I know from experience that if I leave it in my wallet, there will always be a sale on something at a “stock up” price, or an invitation for dining out that will be too tempting. Depositing small cash into the bank seems tedious (I can imagine the bank teller’s face if I went in to deposit $7.89 in cash to my savings account).
$20 a week saved is $1,040 over the course of a year, which is definitely not an amount to dismiss. What do you do with little bits of things? Do you track it if it’s money? If you save $10 using coupons, do you just buy something else with the money you saved?
Posted by Tim Stobbs on August 22, 2012
In the personal finance world we tend to gush over things like compound interest saying how great it is and how if you start early in saving it will do wonders. While this is true the heavily under rated concept of marginal utility will likely help you almost as much as compound interest if you understand it and apply it correctly.
So what the hell is marginal utility? Well you can read the entire Wikipedia entry here, but I shall summarize it briefly here: it’s the declining usefulness of obtaining more of something. So let’s say you get a unit of water every day (perhaps 2L). That first two litres of water lets you live, so it is highly useful to you. Then you get two units of water a day, well now you can also do some cleaning on yourself so again it is useful, but not as much as keeping you alive. Then by 120th unit of water a day, you don’t get anywhere near the same value you did out of first two units, but this point you are flushing an ounce of piss away because you have nothing better to do with that unit of water.
Basically a lot of things in your life fall under the concept of marginal utility, electronics being perhaps the most obvious one. Not having a cell phone to having a cell phone can be a big jump in usefulness in people’s lives. Yet upgrading from an iPhone 4 to an iPhone 4S will give you almost no additional feature that you already use, so basically as an investing from a marginal utility point of view the upgrade is basically nearly pointless or brutally expensive for some very minor features.

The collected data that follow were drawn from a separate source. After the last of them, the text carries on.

/// Common error taxonomy
///
/// Nothing in this core is fatal to the process. `NotFound` variants map to
/// benign outcomes at the entitlement boundary (an unknown user is simply
/// "not entitled"); `InvalidTransition` rejects admin retries against
/// already-decided payments; storage failures surface to foreground callers
/// as a service error and make the scheduler back off one interval.
use thiserror::Error;

use crate::models::payment::{PaymentId, PaymentStatus};
use crate::models::user::UserId;
use crate::storage::StorageError;

/// Core result type alias
pub type CoreResult<T> = Result<T, CoreError>;

/// Unified core error type
#[derive(Debug, Error)]
pub enum CoreError {
    /// Unknown user id
    #[error("user {0} not found")]
    UserNotFound(UserId),

    /// Unknown payment id
    #[error("payment {0} not found")]
    PaymentNotFound(PaymentId),

    /// The payment already reached a terminal state
    #[error("payment {id} is already {status}; decisions are final")]
    InvalidTransition {
        id: PaymentId,
        status: PaymentStatus,
    },

    /// The storage backend failed or is unreachable
    #[error(transparent)]
    Storage(#[from] StorageError),
}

Now you can also expand this concept to just about everything you use in life. That first steak you buy in the summer and put on the BBQ will likely have a high degree of marginal utility, but from there it drops off. So what does this mean? Well to get the most out of your spending in life you focus on buying the first few units of everything and then forget about the rest. Enjoy that first glass a wine with your supper, but don’t bother getting drunk…you won’t even really taste the wine at that point.

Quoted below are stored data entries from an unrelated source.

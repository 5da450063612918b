/// Reminder scheduler
///
/// A single cooperative loop that scans deadlines and expiring entitlements
/// on a fixed tick and delivers each threshold's notification at most once.
///
/// # Threshold state
///
/// Every (entity, threshold) pair moves through not-due → in-window-unsent
/// → sent. "Sent" is the persisted reminder flag and never reverts; the
/// other two states are derived from `due - now` on each tick. A send that
/// fails leaves the flag unset, so the next tick retries: transient
/// notifier failures delay delivery by one interval, they never lose it.
///
/// # Tick discipline
///
/// - Per-item failures (one unreachable recipient, one bad row) are logged
///   and skipped; they never halt the rest of the scan.
/// - Loop-level storage failures abort the tick; the loop backs off one
///   interval and tries again. The loop never terminates on its own.
/// - Every notifier call is wrapped in a bounded timeout so one stuck
///   recipient cannot stall the tick for everyone else.
/// - Shutdown is graceful: the token stops new ticks, an in-flight tick
///   runs to completion, so one pass is never half-applied.
use std::sync::Arc;
use std::time::Duration;

use chrono::{DateTime, TimeDelta, Utc};
use studyhall_core::clock::Clock;
use studyhall_core::models::deadline::Deadline;
use studyhall_core::models::user::{User, UserId};
use studyhall_core::notifier::Notifier;
use studyhall_core::storage::{Storage, StorageError};
use tokio::time::{sleep, timeout};
use tokio_util::sync::CancellationToken;

/// Scheduler configuration
#[derive(Debug, Clone)]
pub struct SchedulerConfig {
    /// Fixed tick interval
    pub tick_interval: Duration,

    /// Upper bound on a single notifier call
    pub notify_timeout: Duration,
}

impl Default for SchedulerConfig {
    fn default() -> Self {
        SchedulerConfig {
            tick_interval: Duration::from_secs(60),
            notify_timeout: Duration::from_secs(10),
        }
    }
}

/// Deadline early-warning threshold, in hours
const DEADLINE_LONG_WINDOW_HOURS: i64 = 24;

/// Deadline last-call threshold, in hours
const DEADLINE_SHORT_WINDOW_HOURS: i64 = 1;

/// Premium expiry warning threshold, in hours
const EXPIRY_WINDOW_HOURS: i64 = 24;

/// Reminder scheduler
///
/// The sole writer of the reminder flags; foreground handlers write
/// everything else through the same storage, so each tick observes
/// committed state.
pub struct ReminderScheduler {
    storage: Arc<dyn Storage>,
    notifier: Arc<dyn Notifier>,
    clock: Arc<dyn Clock>,
    config: SchedulerConfig,
    shutdown_token: CancellationToken,
}

impl ReminderScheduler {
    /// Creates a scheduler with the default configuration
    pub fn new(
        storage: Arc<dyn Storage>,
        notifier: Arc<dyn Notifier>,
        clock: Arc<dyn Clock>,
    ) -> Self {
        Self::with_config(storage, notifier, clock, SchedulerConfig::default())
    }

    /// Creates a scheduler with a custom configuration
    pub fn with_config(
        storage: Arc<dyn Storage>,
        notifier: Arc<dyn Notifier>,
        clock: Arc<dyn Clock>,
        config: SchedulerConfig,
    ) -> Self {
        ReminderScheduler {
            storage,
            notifier,
            clock,
            config,
            shutdown_token: CancellationToken::new(),
        }
    }

    /// Token that stops the loop after the in-flight tick finishes
    pub fn shutdown_token(&self) -> CancellationToken {
        self.shutdown_token.clone()
    }

    /// Runs the scheduler loop until shutdown
    pub async fn run(&self) {
        tracing::info!(
            tick_interval_secs = self.config.tick_interval.as_secs(),
            "Reminder scheduler starting"
        );

        loop {
            if self.shutdown_token.is_cancelled() {
                break;
            }

            if let Err(e) = self.tick().await {
                tracing::error!(error = %e, "Tick aborted, backing off one interval");
            }

            tokio::select! {
                _ = self.shutdown_token.cancelled() => break,
                _ = sleep(self.config.tick_interval) => {}
            }
        }

        tracing::info!("Reminder scheduler stopped");
    }

    /// Runs one scan over deadlines and expiring entitlements
    ///
    /// Public so tests (and operational tooling) can drive ticks without
    /// the loop's timing.
    ///
    /// # Errors
    ///
    /// Returns an error only for loop-level storage failures; per-item
    /// problems are handled inside.
    pub async fn tick(&self) -> Result<(), StorageError> {
        let now = self.clock.now();

        let deadlines = self.storage.open_deadlines(now).await?;
        for deadline in &deadlines {
            self.remind_deadline(deadline, now).await;
        }

        let expiring = self.storage.expiry_reminder_candidates().await?;
        for user in &expiring {
            self.remind_expiry(user, now).await;
        }

        tracing::debug!(
            deadlines = deadlines.len(),
            expiry_candidates = expiring.len(),
            "Tick complete"
        );
        Ok(())
    }

    /// Fires whichever deadline thresholds are open and unsent
    ///
    /// The 24-hour and 1-hour thresholds are independent: each fires at
    /// most once, and both can fire in the same tick only when both windows
    /// are simultaneously open (e.g. a deadline created 30 minutes ahead).
    async fn remind_deadline(&self, deadline: &Deadline, now: DateTime<Utc>) {
        let to_due = deadline.due_at - now;

        if !deadline.reminded_24h && window_open(to_due, TimeDelta::hours(DEADLINE_LONG_WINDOW_HOURS)) {
            let message = deadline_message(deadline, "in less than 24 hours");
            if self.notify(deadline.user_id, &message).await {
                self.mark_deadline(deadline, |d| d.reminded_24h = true).await;
            }
        }

        if !deadline.reminded_1h && window_open(to_due, TimeDelta::hours(DEADLINE_SHORT_WINDOW_HOURS)) {
            let message = deadline_message(deadline, "in less than 1 hour");
            if self.notify(deadline.user_id, &message).await {
                self.mark_deadline(deadline, |d| d.reminded_1h = true).await;
            }
        }
    }

    /// Fires the premium-expiry warning once per entitlement period
    async fn remind_expiry(&self, user: &User, now: DateTime<Utc>) {
        let Some(until) = user.premium_until else {
            return;
        };
        if !window_open(until - now, TimeDelta::hours(EXPIRY_WINDOW_HOURS)) {
            return;
        }

        let message = format!(
            "Your premium access expires {}. Renew to keep your premium features.",
            until
                .with_timezone(&self.clock.offset())
                .format("on %d.%m.%Y at %H:%M")
        );
        if self.notify(user.id, &message).await {
            let updated = self
                .storage
                .update_user(user.id, &|u: &mut User| u.premium_reminded = true)
                .await;
            if let Err(e) = updated {
                tracing::error!(user_id = user.id, error = %e, "Failed to mark expiry reminder");
            }
        }
    }

    /// Attempts one bounded delivery; true means the flag may be set
    async fn notify(&self, user_id: UserId, message: &str) -> bool {
        match timeout(self.config.notify_timeout, self.notifier.send(user_id, message)).await {
            Ok(Ok(())) => true,
            Ok(Err(e)) => {
                tracing::warn!(user_id, error = %e, "Delivery failed, will retry next tick");
                false
            }
            Err(_) => {
                tracing::warn!(
                    user_id,
                    timeout_secs = self.config.notify_timeout.as_secs(),
                    "Delivery timed out, will retry next tick"
                );
                false
            }
        }
    }

    async fn mark_deadline(&self, deadline: &Deadline, set: fn(&mut Deadline)) {
        if let Err(e) = self.storage.update_deadline(deadline.id, &set).await {
            tracing::error!(
                deadline_id = %deadline.id,
                error = %e,
                "Failed to mark deadline reminder"
            );
        }
    }
}

/// A threshold window is open while `0 < remaining <= window`
fn window_open(remaining: TimeDelta, window: TimeDelta) -> bool {
    remaining > TimeDelta::zero() && remaining <= window
}

fn deadline_message(deadline: &Deadline, when: &str) -> String {
    format!("Reminder: \"{}\" is due {}.", deadline.title, when)
}

#[cfg(test)]
mod tests {
    use super::*;

    #[test]
    fn test_window_open_bounds() {
        let window = TimeDelta::hours(24);

        assert!(window_open(TimeDelta::hours(24), window));
        assert!(window_open(TimeDelta::minutes(1), window));
        assert!(!window_open(TimeDelta::hours(24) + TimeDelta::seconds(1), window));
        assert!(!window_open(TimeDelta::zero(), window));
        assert!(!window_open(TimeDelta::minutes(-5), window));
    }
}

So the lesson from this? If you do excessive consumer spending it is entirely possible to hack that spending down hugely yet notice a very minimal difference in you daily life. You will still eat, you will still enjoy the odd luxury, but you won’t be wasting your money nearly as much. Your first $20,000 of spending will be very useful to you, but by $80,000 per year you are chasing diminishing returns on your investment. You life will not in fact be four times better than if you spend only $20,000 per year.
So do you ever think about marginal utility in your life? What are some other areas where you have noticed this concept applies?